Thursday, May 18, 2006

Just a hired hand getting his just reward

Tyler Cowen, economist and co-author of the interesting and valuable econ blog Marginal Revolution, takes a contrarian position on CEO compensation in his NYT article, A Contrarian Look at Whether U.S. Chief Executives Are Overpaid. He cites a paper recently published by economists Xavier Gabaix and Augustin Landier.
Their core argument is simple. If we look at recent history, compensation for executives has risen with the market capitalization of the largest companies. For instance, from 1980 to 2003, the average value of the top 500 companies rose by a factor of six. Two commonly used indexes of chief executive compensation show close to a proportional sixfold matching increase (the correlation coefficients are 0.93 and 0.97, respectively; 1.0 would be a perfect match).

Cowen does not discuss what has happened to the average worker's compensation during this same time period. Without looking it up, I'd bet that it did not rise by a factor of six.
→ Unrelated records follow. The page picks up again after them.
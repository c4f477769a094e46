//! Shared test helpers: a scriptable in-memory gateway

#![allow(dead_code)]

use async_trait::async_trait;
use fraudboard_core::{
    CacheConfig, ConnectionStatus, QueryDescriptor, ResultSet, RetryPolicy, SourceGateway, WarehouseError,
};
use serde_json::json;
use std::collections::VecDeque;
use std::future::Future;
use std::sync::atomic::{AtomicBool, AtomicU32, Ordering};
use std::sync::Mutex;
use std::time::Duration;
use tokio::sync::Semaphore;

/// Gateway whose answers are scripted by the test
///
/// Without a script entry, a call answers one row `{QUERY, CALL}` where
/// `CALL` is the 1-based call number. A `ConnectionError` marks the
/// simulated connection invalid; the next call reconnects. The highest
/// number of calls running at the same time is recorded in `peak`.
pub struct ScriptedGateway {
    calls: AtomicU32,
    active: AtomicU32,
    peak: AtomicU32,
    panic_next: AtomicBool,
    connects: AtomicU32,
    resets: AtomicU32,
    script: Mutex<VecDeque<Result<ResultSet, WarehouseError>>>,
    status: Mutex<ConnectionStatus>,
    delay: Duration,
    gate: Option<Semaphore>,
}

impl ScriptedGateway {
    pub fn new() -> Self {
        Self {
            calls: AtomicU32::new(0),
            active: AtomicU32::new(0),
            peak: AtomicU32::new(0),
            panic_next: AtomicBool::new(false),
            connects: AtomicU32::new(0),
            resets: AtomicU32::new(0),
            script: Mutex::new(VecDeque::new()),
            status: Mutex::new(ConnectionStatus::Uninitialized),
            delay: Duration::ZERO,
            gate: None,
        }
    }

    /// Every call waits for [`release`](Self::release) before answering
    pub fn gated() -> Self {
        Self {
            gate: Some(Semaphore::new(0)),
            ..Self::new()
        }
    }

    pub fn with_delay(mut self, delay: Duration) -> Self {
        self.delay = delay;
        self
    }

    /// Queue the outcome of the next unscripted call
    pub fn push(&self, outcome: Result<ResultSet, WarehouseError>) {
        self.script.lock().unwrap().push_back(outcome);
    }

    pub fn push_error(&self, error: WarehouseError) {
        self.push(Err(error));
    }

    /// Make the next call panic, as a bug in a driver would
    pub fn panic_once(&self) {
        self.panic_next.store(true, Ordering::SeqCst);
    }

    /// Let `n` gated calls proceed
    pub fn release(&self, n: usize) {
        if let Some(gate) = &self.gate {
            gate.add_permits(n);
        }
    }

    pub fn calls(&self) -> u32 {
        self.calls.load(Ordering::SeqCst)
    }

    /// Most calls that were ever running at once
    pub fn peak(&self) -> u32 {
        self.peak.load(Ordering::SeqCst)
    }

    pub fn connects(&self) -> u32 {
        self.connects.load(Ordering::SeqCst)
    }

    pub fn resets(&self) -> u32 {
        self.resets.load(Ordering::SeqCst)
    }
}

#[async_trait]
impl SourceGateway for ScriptedGateway {
    async fn execute(&self, query: &QueryDescriptor) -> fraudboard_core::Result<ResultSet> {
        let call = self.calls.fetch_add(1, Ordering::SeqCst) + 1;
        if self.panic_next.swap(false, Ordering::SeqCst) {
            panic!("scripted gateway panicked on call {}", call);
        }

        let running = self.active.fetch_add(1, Ordering::SeqCst) + 1;
        self.peak.fetch_max(running, Ordering::SeqCst);
        let outcome = self.answer(query, call).await;
        self.active.fetch_sub(1, Ordering::SeqCst);
        outcome
    }

    async fn reset(&self) {
        self.resets.fetch_add(1, Ordering::SeqCst);
        let mut status = self.status.lock().unwrap();
        if *status == ConnectionStatus::Ready {
            *status = ConnectionStatus::Invalid;
        }
    }

    fn connection_status(&self) -> ConnectionStatus {
        *self.status.lock().unwrap()
    }

    fn name(&self) -> &str {
        "scripted"
    }
}

impl ScriptedGateway {
    async fn answer(&self, query: &QueryDescriptor, call: u32) -> fraudboard_core::Result<ResultSet> {
        {
            let mut status = self.status.lock().unwrap();
            if *status != ConnectionStatus::Ready {
                self.connects.fetch_add(1, Ordering::SeqCst);
                *status = ConnectionStatus::Ready;
            }
        }

        if let Some(gate) = &self.gate {
            gate.acquire().await.unwrap().forget();
        }
        if !self.delay.is_zero() {
            tokio::time::sleep(self.delay).await;
        }

        let scripted = self.script.lock().unwrap().pop_front();
        match scripted {
            Some(Err(e)) => {
                if matches!(e, WarehouseError::ConnectionError(_)) {
                    *self.status.lock().unwrap() = ConnectionStatus::Invalid;
                }
                Err(e)
            }
            Some(Ok(rows)) => Ok(rows),
            None => ResultSet::from_values(
                vec!["QUERY".into(), "CALL".into()],
                vec![vec![json!(query.text()), json!(call)]],
            ),
        }
    }
}

/// Cache settings for tests: no background task, fast retries
pub fn test_config() -> CacheConfig {
    CacheConfig::builder()
        .cleanup_interval(None)
        .retry(RetryPolicy {
            max_retries: 2,
            initial_delay: Duration::from_millis(1),
            max_delay: Duration::from_millis(5),
            jitter: 0.0,
        })
        .build()
}

pub fn query(table: &str) -> QueryDescriptor {
    QueryDescriptor::from_text(format!("SELECT * FROM GOLD.{}", table)).unwrap()
}

/// The `CALL` column of the first row
pub fn call_number(rows: &ResultSet) -> u64 {
    rows.rows[0]["CALL"].as_u64().unwrap()
}

/// Poll `condition` until it holds, failing the test after two seconds
pub async fn wait_until<F, Fut>(what: &str, mut condition: F)
where
    F: FnMut() -> Fut,
    Fut: Future<Output = bool>,
{
    let deadline = tokio::time::Instant::now() + Duration::from_secs(2);
    while !condition().await {
        if tokio::time::Instant::now() > deadline {
            panic!("timed out waiting for {}", what);
        }
        tokio::time::sleep(Duration::from_millis(1)).await;
    }
}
One theory says that CEOs are merely hired hands increasing shareholder value for their shareholders. If compensation is dependent on shareholder value, doesn't that apply to the other workers also?

1 Comments:

At 8:45 AM, Blogger Darius said...

Your post evokes a thought that has come to mind over the last year whenever I hear how well "the American economy" is still doing.

As the rich get richer and the poor poorer, how well "the economy" is doing becomes an abstraction increasingly unrelated to how well the nation as a whole is doing.